In general, we can't --- nor would we want to --- compute a closed-form formula for the posterior distribution. We need to perform approximate inference, which is a computational thing.

MCMC is the dominant method for doing this. It has eventual convergence guarantees, but it is very slow!

### Variational Bayes

In variational Bayesian methods, we approximate the true posterior distribution, $p\left(\theta\,\middle|\, y\right)$, by a "variational" distribution, $q\left(\theta\right)$.

We determine $q$ as the optimal member of a family of "nice" distributions. By a "nice" distribution, we mean that we can easily compute quantities of interest from it; and by "optimal" we mean that it minimizes some loss function. 

Since $q$ is meant to approximate the posterior $p$, the loss function ends up being a sort of "distance" between the two distributions. In particular, variational Bayesian methods use the Kullback-Leibler divergence (KLD).

### What is the KLD?

\begin{align*}
    \text{KL}\left(  q\left(\cdot\right) \, \left\lVert \right. \, p\left(\cdot\middle|y\right) \right) & := \int q\left(\theta'\right) \log \frac{q\left(\theta'\right)}{p\left(\theta'\middle|y\right)} \, d\theta' \\
    & = \mathbb{E}_{q\left(\theta'\right)}\left[ \log \frac{q\left(\theta'\right)}{p\left(\theta'\middle|y\right)} \right] \\
    & = \mathbb{E}_{q\left(\theta'\right)}\left[ \log q\left(\theta'\right) \right] - \mathbb{E}_{q\left(\theta'\right)}\left[ \log p\left(\theta'\middle|y\right)\right] \\
\end{align*}

Note that in every equation above, $\theta'$ is a "dummy variable": in the integral and in the expectations (which are themselves really integrals), $\theta'$ is the variable of integration. Thus, the KLD is computed between two distributions over a space, and doesn't actually rely on any particular point in the space.

As is clear from the definition, this is not technically a "metric" because it is not symmetric. Thus, the order of the operands matters; in variational Bayes we use the convention that the variationa distribution, $q$, comes first.

### The actual optimization problem

The optimization problem that we're trying to solve is thus $$ q^* = \argmin_{q \in \mathcal{Q}} \text{KL}\left( q\left(\cdot\right) \, \left\lVert \right. \, p\left(\cdot\middle|\theta\right) \right) $$

But wait: how can we actually even compute the KLD if we don't know the true posterior?
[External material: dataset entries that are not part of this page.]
/// The main parse loop, writing into `out` (assumed empty) using a caller
/// provided dictionary.
pub(crate) fn compress_999_with_dict(
    input: &[u8],
    out: &mut Vec<u8>,
    dict: &mut HcDict,
    level: usize,
) -> Result<(), CompressError> {
    let params = &LEVEL_PARAMS[level.clamp(1, 9)];
    let mut state = HcState::new(input);
    dict.init(&mut state);

    let mut best_off = [0usize; HC_BEST_TABLE_SIZE];
    let mut literal_start = 0usize;
    let mut literal_len = 0usize;

    let (mut m_off, mut m_len) =
        dict.advance(&mut state, 0, &mut best_off, false, params.search_depth);

    while state.buf_size > 0 {
        if literal_len == 0 {
            literal_start = state.buf_pos;
        }

        let mut cur_len = m_len;
        let mut cur_off = m_off;

        // Reject candidates that are matches algorithmically but have no
        // legal opcode in the current stream context.
        if cur_len < 2
            || (cur_len == 2
                && (cur_off > MAX_OFFSET_M1 || literal_len == 0 || literal_len >= 4))
            || (cur_len == 2 && out.is_empty())
            || (out.is_empty() && literal_len == 0)
        {
            cur_len = 0;
        } else if cur_len == MIN_LEN_M2 && cur_off > MAX_OFFSET_MX && literal_len >= 4 {
            cur_len = 0;
        }

        if cur_len == 0 {
            literal_len += 1;
            let next = dict.advance(&mut state, 0, &mut best_off, false, params.search_depth);
            m_off = next.0;
            m_len = next.1;
            continue;
        }

        find_better_match(&best_off, &mut cur_len, &mut cur_off);

        // Lazy challenge: peek at the next positions; when one of them
        // starts a strictly longer match whose coverage gain beats its
        // extra encoded cost, turn the peeked-over bytes into literals and
        // restart the decision from the longer match.
        let mut ahead = 0usize;
        let mut deferred = false;
        if params.try_lazy > 0 && cur_len < params.max_lazy {
            let cur_cost =
                encoded_match_len(cur_len, cur_off, literal_len).ok_or(CompressError::Internal)?;
            let max_ahead = params.try_lazy.min(cur_cost - 1);

            while ahead < max_ahead && state.buf_size > cur_len {
                let (peek_off, peek_len) =
                    dict.advance(&mut state, 0, &mut best_off, false, params.search_depth);
                ahead += 1;
                if peek_len <= cur_len {
                    continue;
                }
                let peek_cost = match encoded_match_len(peek_len, peek_off, literal_len + ahead) {
                    Some(cost) => cost,
                    None => continue,
                };
                if peek_len - cur_len > peek_cost.saturating_sub(cur_cost) {
                    literal_len += ahead;
                    m_off = peek_off;
                    m_len = peek_len;
                    deferred = true;
                    break;
                }
            }
        }
        if deferred {
            continue;
        }

        encode_literal_run(out, input, literal_start, literal_len)?;
        encode_match(out, cur_len, cur_off, literal_len)?;
        literal_len = 0;

        // Positions already consumed by rejected peeks count against the
        // skip insertion.
        let next = dict.advance(
            &mut state,
            cur_len - ahead,
            &mut best_off,
            true,
            params.search_depth,
        );
        m_off = next.0;
        m_len = next.1;
    }

    encode_literal_run(out, input, literal_start, literal_len)?;
    out.extend_from_slice(&STREAM_TERMINATOR);
    Ok(())
}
Answer: let's apply some rules of probability to manipulate it.

First, we have
$$ \log p\left(\theta'\,\middle|\,y\right) = \log p\left(y\,\middle|\,\theta'\right) / p\left(y\right) $$

and so the KFD becomes
\begin{align*}
    \text{KL}\left(q\left(\theta\right) \, \left\lVert \right. \, p\left(\cdot\middle|\theta\right)\right) & = \mathbb{E}_{q\left(\theta'\right)}\left[ \log q\left(\theta'\right) \right] - \mathbb{E}_{q\left(\theta'\right)}\left[ \log p\left(\theta'\middle|y\right)\right] \\
    & = \mathbb{E}_{q\left(\theta'\right)}\left[ \log q\left(\theta'\right) \right] - \mathbb{E}_{q\left(\theta'\right)}\left[ \log p\left(y\middle|\theta'\right)\right] + \mathbb{E}_{q\left(\theta'\right)}\left[p\left(y\right)\right] \\
    & = \mathbb{E}_{q\left(\theta'\right)}\left[ \log q\left(\theta'\right) \right] - \mathbb{E}_{q\left(\theta'\right)}\left[ \log p\left(y\middle|\theta'\right)\right] + p\left(y\right) \\
\end{align*}

where the last equality comes from the fact that $p\left(y\right)$ is independent of $\theta'$ and so is pulled outside of the expectation (an integral).

Recall that $p\left(y\right)$ is the thing that's really difficult for us to compute! However, from the point of view of optimizing over the variational parameter $\theta$, $p\left(y\right)$ is a constant, and can be ignored.

We can rearrange this slightly and write
and so the KFD becomes
\begin{align*}
    \text{KL}\left(q\left(\theta\right) \, \left\lVert \right. \, p\left(\cdot\middle|\theta\right)\right) & = p\left(y\right) - \left( \mathbb{E}_{q\left(\theta'\right)}\left[ \log p\left(y\middle|\theta'\right)\right]-\mathbb{E}_{q\left(\theta'\right)}\left[ \log q\left(\theta'\right) \right]  \right) \\
    & = p\left(y\right) - \text{ELBO}\left(q\left(\cdot\right)\right) \\
\end{align*}

Where we have defined the Evidence Lower BOund for the problem as $$ \text{ELBO}\left(q\right) = \mathbb{E}_{q\left(\theta'\right)}\left[ \log p\left(y\middle|\theta'\right)\right]-\mathbb{E}_{q\left(\theta'\right)}\left[ \log q\left(\theta'\right) \right]   $$

Clearly minimizing the KLD is equivalent to maximizing the ELBO. Plus, the ELBO contains only distributions that are known to us, so it's actually feasible for us to compute. 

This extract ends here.